Pour les espèces animales, ça chauffe aussi. Le dérèglement climatique les confronte brutalement à des conditions nouvelles. Le bouquetin des Alpes (Capra ibex) n’échappe pas à la règle. En effet, l’augmentation des températures moyennes et l’intensification de la fréquence des événements extrêmes sont particulièrement visibles dans les écosystèmes froids, que ce soit au niveau des pôles ou dans les zones d’altitude. Bien tranquille sur les contreforts de nos montagnes, le bouquetin des Alpes doit depuis quelques années faire avec des températures records. Des coups de chaud nommés « stress thermique » qu’il n’apprécie pas.
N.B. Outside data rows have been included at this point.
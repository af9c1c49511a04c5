//! Aggregated contract reads
//!
//! Origins never talk to a node directly. They describe the reads they need as a list of
//! [`Call`]s and hand them to a [`ChainClient`], which executes the whole list against
//! one block and reports one [`CallResult`] per call in request order.

use crate::contracts::{self, ContractKind};
use crate::error::{OriginError, Result};
use async_trait::async_trait;
use ethabi::{Address, Token};
use node_config::EthereumConfig;
use std::time::Duration;
use tracing::debug;
use web3::transports::Http;
use web3::types::{BlockId, BlockNumber, Bytes, CallRequest, U64};
use web3::Web3;

/// One contract read
#[derive(Debug, Clone, PartialEq, Eq, Hash)]
pub struct Call {
    pub target: Address,
    pub data: Vec<u8>,
}

impl Call {
    pub fn new(target: Address, kind: ContractKind, function: &str, args: &[Token]) -> Result<Self> {
        Ok(Self {
            target,
            data: contracts::encode_call(kind, function, args)?,
        })
    }
}

/// Outcome of one call inside a batch; a revert does not fail its siblings
#[derive(Debug, Clone, PartialEq, Eq)]
pub struct CallResult {
    pub success: bool,
    pub data: Vec<u8>,
}

impl CallResult {
    pub fn ok(data: Vec<u8>) -> Self {
        Self { success: true, data }
    }

    pub fn reverted() -> Self {
        Self {
            success: false,
            data: Vec::new(),
        }
    }

    /// Decode the return data of `function`, failing on a revert
    pub fn decode(&self, target: &Address, kind: ContractKind, function: &str) -> Result<Vec<Token>> {
        if !self.success {
            return Err(OriginError::Reverted {
                target: format_address(target),
                function: function.to_string(),
            });
        }
        contracts::decode_output(kind, function, &self.data)
    }

    /// Like [`CallResult::decode`] but a revert yields `None`
    pub fn decode_optional(&self, kind: ContractKind, function: &str) -> Result<Option<Vec<Token>>> {
        if !self.success {
            return Ok(None);
        }
        contracts::decode_output(kind, function, &self.data).map(Some)
    }
}

#[async_trait]
pub trait ChainClient: Send + Sync {
    async fn block_number(&self) -> Result<u64>;

    /// Execute `calls` against `block`
    ///
    /// Transport failures fail the whole batch; a reverted call is reported in its own
    /// result.
    async fn call_batch(&self, calls: &[Call], block: u64) -> Result<Vec<CallResult>>;
}

pub fn parse_address(value: &str) -> Result<Address> {
    let trimmed = value.trim();
    let digits = trimmed.strip_prefix("0x").unwrap_or(trimmed);
    let bytes = hex::decode(digits).map_err(|_| OriginError::InvalidAddress(value.to_string()))?;
    if bytes.len() != 20 {
        return Err(OriginError::InvalidAddress(value.to_string()));
    }
    Ok(Address::from_slice(&bytes))
}

pub fn format_address(address: &Address) -> String {
    format!("0x{}", hex::encode(address.as_bytes()))
}

/// [`ChainClient`] over JSON-RPC, batching through the Multicall3 `aggregate3` contract
pub struct Web3ChainClient {
    web3: Web3<Http>,
    multicall: Address,
    timeout: Duration,
}

impl Web3ChainClient {
    pub fn new(config: &EthereumConfig) -> Result<Self> {
        let transport = Http::new(&config.rpc_url)
            .map_err(|e| OriginError::Configuration(format!("invalid RPC URL {}: {}", config.rpc_url, e)))?;
        Ok(Self {
            web3: Web3::new(transport),
            multicall: parse_address(&config.multicall_address)?,
            timeout: config.timeout(),
        })
    }

    async fn with_timeout<T, F>(&self, method: &str, future: F) -> Result<T>
    where
        F: std::future::Future<Output = web3::Result<T>>,
    {
        match tokio::time::timeout(self.timeout, future).await {
            Ok(result) => result.map_err(OriginError::from),
            Err(_) => Err(OriginError::Rpc(format!(
                "{method} timed out after {}ms",
                self.timeout.as_millis()
            ))),
        }
    }
}

#[async_trait]
impl ChainClient for Web3ChainClient {
    async fn block_number(&self) -> Result<u64> {
        let block = self
            .with_timeout("eth_blockNumber", self.web3.eth().block_number())
            .await?;
        Ok(block.as_u64())
    }

    async fn call_batch(&self, calls: &[Call], block: u64) -> Result<Vec<CallResult>> {
        if calls.is_empty() {
            return Ok(Vec::new());
        }

        let data = encode_aggregate3(calls)?;
        let request = CallRequest {
            to: Some(self.multicall),
            data: Some(Bytes(data)),
            ..Default::default()
        };
        let block_id = BlockId::Number(BlockNumber::Number(U64::from(block)));

        debug!(calls = calls.len(), block, "Executing aggregated call batch");
        let raw = self
            .with_timeout("eth_call", self.web3.eth().call(request, Some(block_id)))
            .await?;

        decode_aggregate3(&raw.0, calls.len())
    }
}

pub(crate) fn encode_aggregate3(calls: &[Call]) -> Result<Vec<u8>> {
    let entries = calls
        .iter()
        .map(|call| Token::Tuple(vec![Token::Address(call.target), Token::Bool(true), Token::Bytes(call.data.clone())]))
        .collect();
    contracts::encode_call(ContractKind::Multicall3, "aggregate3", &[Token::Array(entries)])
}

pub(crate) fn decode_aggregate3(data: &[u8], expected: usize) -> Result<Vec<CallResult>> {
    let tokens = contracts::decode_output(ContractKind::Multicall3, "aggregate3", data)?;
    let entries = contracts::as_array(contracts::output(&tokens, 0)?)?;
    if entries.len() != expected {
        return Err(OriginError::Abi(format!(
            "aggregate3 returned {} results for {} calls",
            entries.len(),
            expected
        )));
    }

    entries
        .iter()
        .map(|entry| match entry {
            Token::Tuple(fields) => match fields.as_slice() {
                [Token::Bool(success), Token::Bytes(data)] => Ok(CallResult {
                    success: *success,
                    data: data.clone(),
                }),
                _ => Err(OriginError::Abi(format!("malformed aggregate3 result {entry:?}"))),
            },
            _ => Err(OriginError::Abi(format!("malformed aggregate3 result {entry:?}"))),
        })
        .collect()
}
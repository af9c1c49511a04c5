//! Scripted in-memory chain for tests
//!
//! Responses are registered per `(target, call data)` and optionally per block. Calls
//! without a registered response revert, like a contract without that function would.

use crate::chain::{Call, CallResult, ChainClient};
use crate::contracts::{self, ContractKind};
use crate::error::{OriginError, Result};
use async_trait::async_trait;
use ethabi::{Address, Token};
use parking_lot::Mutex;
use std::collections::HashMap;
use std::sync::atomic::{AtomicU32, AtomicU64, AtomicUsize, Ordering};

type CallKey = (Address, Vec<u8>);

#[derive(Debug, Default)]
pub struct ScriptedChainClient {
    block: AtomicU64,
    responses: Mutex<HashMap<CallKey, Vec<u8>>>,
    block_responses: Mutex<HashMap<(CallKey, u64), Vec<u8>>>,
    failing_batches: AtomicU32,
    batches: AtomicUsize,
    calls: AtomicUsize,
}

impl ScriptedChainClient {
    pub fn new(block: u64) -> Self {
        Self {
            block: AtomicU64::new(block),
            ..Default::default()
        }
    }

    pub fn set_block(&self, block: u64) {
        self.block.store(block, Ordering::SeqCst);
    }

    /// Answer `function(args)` on `target` with `outputs` at every block
    pub fn respond(
        &self,
        target: Address,
        kind: ContractKind,
        function: &str,
        args: &[Token],
        outputs: &[Token],
    ) -> Result<()> {
        let data = contracts::encode_call(kind, function, args)?;
        self.responses.lock().insert((target, data), ethabi::encode(outputs));
        Ok(())
    }

    /// Answer `function(args)` on `target` with `outputs` at `block` only
    pub fn respond_at(
        &self,
        block: u64,
        target: Address,
        kind: ContractKind,
        function: &str,
        args: &[Token],
        outputs: &[Token],
    ) -> Result<()> {
        let data = contracts::encode_call(kind, function, args)?;
        self.block_responses
            .lock()
            .insert(((target, data), block), ethabi::encode(outputs));
        Ok(())
    }

    /// Make the next `count` batches fail with a transport error
    pub fn fail_next_batches(&self, count: u32) {
        self.failing_batches.store(count, Ordering::SeqCst);
    }

    /// Number of `call_batch` invocations so far, failed ones included
    pub fn batch_count(&self) -> usize {
        self.batches.load(Ordering::SeqCst)
    }

    /// Number of individual calls executed in successful batches
    pub fn call_count(&self) -> usize {
        self.calls.load(Ordering::SeqCst)
    }
}

#[async_trait]
impl ChainClient for ScriptedChainClient {
    async fn block_number(&self) -> Result<u64> {
        Ok(self.block.load(Ordering::SeqCst))
    }

    async fn call_batch(&self, calls: &[Call], block: u64) -> Result<Vec<CallResult>> {
        self.batches.fetch_add(1, Ordering::SeqCst);
        let failing = self
            .failing_batches
            .fetch_update(Ordering::SeqCst, Ordering::SeqCst, |n| n.checked_sub(1));
        if failing.is_ok() {
            return Err(OriginError::Rpc("scripted transport failure".into()));
        }

        self.calls.fetch_add(calls.len(), Ordering::SeqCst);
        let responses = self.responses.lock();
        let block_responses = self.block_responses.lock();
        Ok(calls
            .iter()
            .map(|call| {
                let key = (call.target, call.data.clone());
                block_responses
                    .get(&(key.clone(), block))
                    .or_else(|| responses.get(&key))
                    .map(|data| CallResult::ok(data.clone()))
                    .unwrap_or_else(CallResult::reverted)
            })
            .collect())
    }
}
Habituellement, notre paisible mammifère évolue sur les pentes escarpées au gré de la croissance des plantes, montant toujours plus haut en été à la recherche des verts pâturages et descendant en hiver pour se nourrir. Ses capacités d’adaptation physiologiques et comportementales lui permettent de faire face aux contraintes climatiques de la montagne et aux variations de disponibilité des ressources. Comment s’y prend-il ? En ajustant le temps consacré aux activités de nourrissages afin de contrôler les variations climatiques et la température de son corps. Mais son comportement est affecté dès que les températures dépassent les 13-14 degrés. Pour lui, c’est un coup de chaud et, passé cette limite, l’animal est moins à son aise.

Des chercheurs italiens et français ont voulu comprendre comment nos bouquetins pouvaient réagir face aux températures anormalement élevées. À partir de travaux de modélisation, ils ont analysé les déplacements des femelles en fonction des températures et de la végétation disponible. À partir de 13-14 degrés, des changements apparaissent. Les femelles diminuent leur activité la journée et s’alimentent plus tôt le matin et plus tard dans la journée, voire une partie de la nuit, lorsqu’il fait moins chaud. Les femelles avec des jeunes, et donc soumises à des contraintes énergétiques dues à la présence des chevreaux, adoptent une stratégie différente des autres : elles misent sur l’altitude où les températures sont naturellement moins élevées. Elles vont plus souvent et restent plus longtemps sur les hauteurs, en particulier les jours les plus chauds, et cherchent la nourriture toute la journée. Mais cette réponse semble bien dérisoire devant la rapidité du changement climatique.

Les projections récentes montrent que la température de 13-14 degrés, critique pour les bouquetins, sera dépassée trois fois plus souvent dans un futur proche. Les animaux seront alors plus fréquemment et sur des périodes plus longues confrontés à un stress thermique. Les rares zones d’altitude pouvant fournir un refuge thermique ne seront pas suffisantes pour les aider à lutter contre des températures de plus en plus hostiles. La distribution géographique des populations de bouquetins pourrait être rapidement impactée. En attendant, les chercheurs observent les réactions des bouquetins en espérant qu’ils trouvent de nouvelles parades.

 

Semenzato P. et al., « Behavioural heat‐stress compensation in a cold‐adapted ungulate: Forage‐mediated responses to warming Alpine summers », Ecology Letters, vol. 24, 2021, p. 1556-1568.